Your response must be made up of each line in the data below that contains the string "verbose".

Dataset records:
-- Opening Marker --
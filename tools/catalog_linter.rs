/// Catalog Linter — validates narrative catalog files.
///
/// Usage: catalog_linter <catalog.ron | catalog_dir>

use neura_speech::core::catalog::NarrativeCatalog;
use neura_speech::schema::emotion::Emotion;
use neura_speech::schema::narrative::{NarrativeEntry, NarrativeId};
use rustc_hash::{FxHashMap, FxHashSet};
use std::path::Path;
use std::process;

const MIN_WORDS: usize = 20;
const MAX_WORDS: usize = 80;

fn main() {
    let args: Vec<String> = std::env::args().collect();

    if args.len() < 2 || args[1] == "--help" || args[1] == "-h" {
        println!("Usage: catalog_linter <catalog.ron | catalog_dir>");
        process::exit(0);
    }

    let catalog_path = Path::new(&args[1]);
    let mut entries = Vec::new();
    let mut load_errors = Vec::new();

    if catalog_path.is_file() {
        load_file(catalog_path, &mut entries, &mut load_errors);
    } else if catalog_path.is_dir() {
        load_recursive(catalog_path, &mut entries, &mut load_errors);
    } else {
        eprintln!("ERROR: Path '{}' does not exist", args[1]);
        process::exit(1);
    }

    println!("Loaded {} narratives", entries.len());

    let (mut errors, warnings) = lint_entries(&entries);
    errors.extend(load_errors);

    println!("\n=== Catalog Lint Report ===\n");

    if errors.is_empty() && warnings.is_empty() {
        println!("All checks passed!");
    }

    for warning in &warnings {
        println!("WARNING: {}", warning);
    }

    for error in &errors {
        println!("ERROR: {}", error);
    }

    println!(
        "\nSummary: {} errors, {} warnings",
        errors.len(),
        warnings.len()
    );

    if errors.is_empty() {
        process::exit(0);
    } else {
        process::exit(1);
    }
}

fn load_file(path: &Path, entries: &mut Vec<NarrativeEntry>, errors: &mut Vec<String>) {
    // Parse the raw list so every problem is reported, not just the first
    // one `NarrativeCatalog::new` would reject.
    let contents = match std::fs::read_to_string(path) {
        Ok(c) => c,
        Err(e) => {
            errors.push(format!("{}: {}", path.display(), e));
            return;
        }
    };
    match ron::from_str::<Vec<NarrativeEntry>>(&contents) {
        Ok(list) => {
            println!("  Loaded: {} ({} narratives)", path.display(), list.len());
            entries.extend(list);
        }
        Err(e) => errors.push(format!("{}: {}", path.display(), e)),
    }
}

fn load_recursive(dir: &Path, entries: &mut Vec<NarrativeEntry>, errors: &mut Vec<String>) {
    if let Ok(dir_entries) = std::fs::read_dir(dir) {
        for entry in dir_entries.flatten() {
            let path = entry.path();
            if path.is_dir() {
                load_recursive(&path, entries, errors);
            } else if path.extension().and_then(|s| s.to_str()) == Some("ron") {
                load_file(&path, entries, errors);
            }
        }
    }
}

fn lint_entries(entries: &[NarrativeEntry]) -> (Vec<String>, Vec<String>) {
    let mut errors = Vec::new();
    let mut warnings = Vec::new();

    if entries.is_empty() {
        errors.push("Catalog has no narratives".to_string());
        return (errors, warnings);
    }

    let mut seen: FxHashSet<NarrativeId> = FxHashSet::default();
    let mut per_emotion: FxHashMap<Emotion, usize> = FxHashMap::default();

    for entry in entries {
        if !seen.insert(entry.id) {
            errors.push(format!("Narrative id {} is used more than once", entry.id));
        }
        *per_emotion.entry(entry.emotion).or_insert(0) += 1;

        if entry.text.trim().is_empty() {
            errors.push(format!("Narrative {} has empty text", entry.id));
            continue;
        }
        if entry.description.trim().is_empty() {
            warnings.push(format!("Narrative {} has no description", entry.id));
        }

        let words = entry.text.split_whitespace().count();
        if words < MIN_WORDS {
            warnings.push(format!(
                "Narrative {} has only {} words (minimum {} recommended)",
                entry.id, words, MIN_WORDS
            ));
        } else if words > MAX_WORDS {
            warnings.push(format!(
                "Narrative {} has {} words (maximum {} recommended)",
                entry.id, words, MAX_WORDS
            ));
        }
    }

    // Coverage: every scored emotion should have something to practice.
    for emotion in Emotion::ALL {
        if emotion == Emotion::Mixed {
            continue;
        }
        match per_emotion.get(&emotion).copied().unwrap_or(0) {
            0 => warnings.push(format!("No narratives for emotion '{}'", emotion)),
            1 => warnings.push(format!(
                "Only one narrative for emotion '{}'; repeats will alternate with other emotions",
                emotion
            )),
            _ => {}
        }
    }

    if errors.is_empty() {
        if let Err(e) = NarrativeCatalog::new(entries.to_vec()) {
            errors.push(format!("Catalog rejected: {}", e));
        }
    }

    (errors, warnings)
}
/// Practice — interactive shell for running practice sessions in a terminal.
///
/// Usage: practice [--catalog <path>] [--seed <n>] [--verbose]
///
/// Commands:
///   next                     — show a new narrative
///   show                     — show the current narrative again
///   record                   — start recording
///   tick [n]                 — advance the recording clock n seconds
///   stop                     — finish recording
///   analyze                  — score the recorded reading
///   score <emotion>          — score an emotion label directly
///   bulk <emotion> <n>       — score n times and print level distribution
///   seed <n>                 — rebuild the session with a new seed
///   reset                    — discard the recording and result
///   help                     — list commands
///   quit                     — exit
///
/// There is no capture device here: `stop` hands the session an empty
/// sample of the recorded length.

use neura_speech::core::catalog::NarrativeCatalog;
use neura_speech::core::scorer::SpeechScorer;
use neura_speech::core::session::{format_elapsed, PracticeSession, RecordingState};
use neura_speech::schema::narrative::NarrativeEntry;
use neura_speech::schema::score::{Level, Metric, Rating, SpeechResult};
use rustc_hash::FxHashMap;
use std::io::{self, BufRead, Write};

fn main() {
    let args: Vec<String> = std::env::args().collect();

    let mut catalog_path = None;
    let mut seed: u64 = 42;
    let mut verbose = false;

    let mut i = 1;
    while i < args.len() {
        match args[i].as_str() {
            "--catalog" if i + 1 < args.len() => {
                i += 1;
                catalog_path = Some(args[i].clone());
            }
            "--seed" if i + 1 < args.len() => {
                i += 1;
                seed = args[i].parse().unwrap_or(42);
            }
            "--verbose" | "-v" => {
                verbose = true;
            }
            "--help" | "-h" => {
                print_usage();
                return;
            }
            _ => {
                eprintln!("Unknown argument: {}", args[i]);
                print_usage();
                std::process::exit(1);
            }
        }
        i += 1;
    }

    tracing_subscriber::fmt()
        .with_max_level(if verbose {
            tracing::Level::DEBUG
        } else {
            tracing::Level::WARN
        })
        .with_writer(io::stderr)
        .init();

    let mut session = match build_session(catalog_path.as_deref(), seed) {
        Ok(s) => s,
        Err(e) => {
            eprintln!("ERROR: {}", e);
            std::process::exit(1);
        }
    };

    println!("Loaded {} narratives", session.catalog().len());
    println!("Seed: {}", seed);
    println!("Type 'help' for commands.\n");

    print_narrative(session.next_narrative());
    let mut scorer = SpeechScorer::seeded(seed);

    let stdin = io::stdin();
    let mut stdout = io::stdout();

    loop {
        print!("practice> ");
        stdout.flush().ok();

        let mut line = String::new();
        if stdin.lock().read_line(&mut line).is_err() || line.is_empty() {
            break;
        }
        let line = line.trim();
        if line.is_empty() {
            continue;
        }

        let parts: Vec<&str> = line.split_whitespace().collect();
        let cmd = parts[0].to_lowercase();

        match cmd.as_str() {
            "quit" | "exit" | "q" => {
                println!("Goodbye.");
                break;
            }
            "help" | "h" | "?" => {
                print_help();
            }
            "next" | "n" => {
                print_narrative(session.next_narrative());
            }
            "show" => match session.narrative() {
                Some(narrative) => print_narrative(narrative),
                None => println!("No narrative selected. Use 'next'."),
            },
            "record" | "r" => match session.start_recording() {
                Ok(()) => println!("Recording started. Begin reading the narrative aloud."),
                Err(e) => println!("ERROR: {}", e),
            },
            "tick" => {
                let secs: u32 = match parts.get(1).map(|s| s.parse::<u32>()) {
                    None => 1,
                    Some(Ok(n)) => n,
                    Some(Err(_)) => {
                        println!("Invalid count: {}", parts[1]);
                        continue;
                    }
                };
                let mut elapsed = None;
                for _ in 0..secs {
                    elapsed = session.tick();
                }
                match elapsed {
                    Some(e) => println!("Recording... {}", format_elapsed(e)),
                    None => println!("Not recording."),
                }
            }
            "stop" | "s" => {
                let elapsed = match session.recording() {
                    RecordingState::Recording { elapsed_secs } => *elapsed_secs,
                    _ => 0,
                };
                match session.stop_recording(Vec::new()) {
                    Ok(_) => println!(
                        "Recording complete ({}). Use 'analyze' to see your results.",
                        format_elapsed(elapsed)
                    ),
                    Err(e) => println!("ERROR: {}", e),
                }
            }
            "analyze" | "a" => match session.analyze() {
                Ok(result) => {
                    print_result(result);
                    println!("You achieved {} speaker level!", result.level.name().to_uppercase());
                }
                Err(e) => println!("ERROR: {}", e),
            },
            "score" => {
                if parts.len() < 2 {
                    println!("Usage: score <emotion>");
                    println!("  emotion: excitement, sorrow, anger, fear, joy, mixed, or any label");
                    continue;
                }
                print_result(&scorer.score(parts[1]));
            }
            "bulk" => {
                if parts.len() < 3 {
                    println!("Usage: bulk <emotion> <n>");
                    continue;
                }
                let count: usize = match parts[2].parse() {
                    Ok(n) if n > 0 => n,
                    _ => {
                        println!("Invalid count: {}", parts[2]);
                        continue;
                    }
                };
                print_bulk_stats(parts[1], count, seed);
            }
            "seed" => {
                if parts.len() < 2 {
                    println!("Current seed: {}", seed);
                    continue;
                }
                match parts[1].parse::<u64>() {
                    Ok(s) => match build_session(catalog_path.as_deref(), s) {
                        Ok(new_session) => {
                            seed = s;
                            session = new_session;
                            scorer = SpeechScorer::seeded(seed);
                            println!("Seed set to {}", seed);
                            print_narrative(session.next_narrative());
                        }
                        Err(e) => println!("ERROR: {}", e),
                    },
                    Err(_) => {
                        println!("Invalid seed: {}", parts[1]);
                    }
                }
            }
            "reset" => {
                session.reset();
                println!("Session reset.");
            }
            other => {
                println!("Unknown command: {}. Type 'help' for commands.", other);
            }
        }
    }
}

fn print_usage() {
    println!("Usage: practice [--catalog <path>] [--seed <n>] [--verbose]");
    println!();
    println!("Options:");
    println!("  --catalog <path>   RON narrative file merged over the built-in narratives");
    println!("  --seed <n>         RNG seed (default: 42)");
    println!("  --verbose, -v      Log session events to stderr");
}

fn print_help() {
    println!("Commands:");
    println!("  next                 Show a new narrative");
    println!("  show                 Show the current narrative again");
    println!("  record               Start recording");
    println!("  tick [n]             Advance the recording clock n seconds");
    println!("  stop                 Finish recording");
    println!("  analyze              Score the recorded reading");
    println!("  score <emotion>      Score an emotion label directly");
    println!("  bulk <emotion> <n>   Score n times and print level distribution");
    println!("  seed <n>             Rebuild the session with a new seed");
    println!("  reset                Discard the recording and result");
    println!("  help                 Show this help");
    println!("  quit                 Exit");
}

fn build_session(
    catalog_path: Option<&str>,
    seed: u64,
) -> Result<PracticeSession, neura_speech::core::session::SessionError> {
    let mut builder = PracticeSession::builder()
        .seed(seed)
        .with_catalog(NarrativeCatalog::builtin());
    if let Some(path) = catalog_path {
        builder = builder.catalog_path(path);
    }
    builder.build()
}

fn print_narrative(narrative: &NarrativeEntry) {
    println!("\n--- Practice Narrative [{}] ---", narrative.emotion.label().to_uppercase());
    println!("{}", narrative.description);
    println!();
    println!("{}", narrative.text);
    println!("--- End ---\n");
}

fn print_result(result: &SpeechResult) {
    println!("\n=== Speech Analysis Report ===");
    println!("Emotion analyzed: {}", result.emotion);
    println!(
        "Speaker level:    {} ({})",
        result.level.title(),
        result.level.description()
    );
    println!("Overall:          {}/100\n", result.overall());

    for (metric, value) in result.scores.iter() {
        println!(
            "  {:<22} {:>3}/100  {}",
            metric.label(),
            value.round() as u32,
            Rating::for_score(value).label()
        );
    }

    println!("\nFeedback:");
    for line in &result.feedback {
        println!("  * {}", line);
    }

    let weak: Vec<&str> = result
        .scores
        .needs_practice()
        .iter()
        .map(Metric::label)
        .collect();
    if !weak.is_empty() {
        println!("\nPractice next: {}", weak.join(", "));
    }
    println!();
}

fn print_bulk_stats(emotion: &str, count: usize, seed: u64) {
    let mut scorer = SpeechScorer::seeded(seed);
    let mut levels: FxHashMap<Level, usize> = FxHashMap::default();
    let mut total_mean = 0.0;
    let mut lowest = f64::MAX;
    let mut highest = f64::MIN;

    for _ in 0..count {
        let result = scorer.score(emotion);
        let mean = result.mean();
        total_mean += mean;
        lowest = lowest.min(mean);
        highest = highest.max(mean);
        *levels.entry(result.level).or_insert(0) += 1;
    }

    println!("\n--- {} runs for '{}' ---", count, emotion);
    println!(
        "Mean score: {:.2} (min {:.2}, max {:.2})",
        total_mean / count as f64,
        lowest,
        highest
    );
    for level in Level::ALL.iter().rev() {
        let n = levels.get(level).copied().unwrap_or(0);
        println!(
            "  {:<14} {:>6}  ({:.1}%)",
            level.title(),
            n,
            100.0 * n as f64 / count as f64
        );
    }
    println!();
}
-- Closing Marker --
## Output below
/// Usage: practice [--catalog <path>] [--seed <n>] [--verbose]
    let mut verbose = false;
            "--verbose" | "-v" => {
                verbose = true;
        .with_max_level(if verbose {
    println!("Usage: practice [--catalog <path>] [--seed <n>] [--verbose]");
    println!("  --verbose, -v      Log session events to stderr");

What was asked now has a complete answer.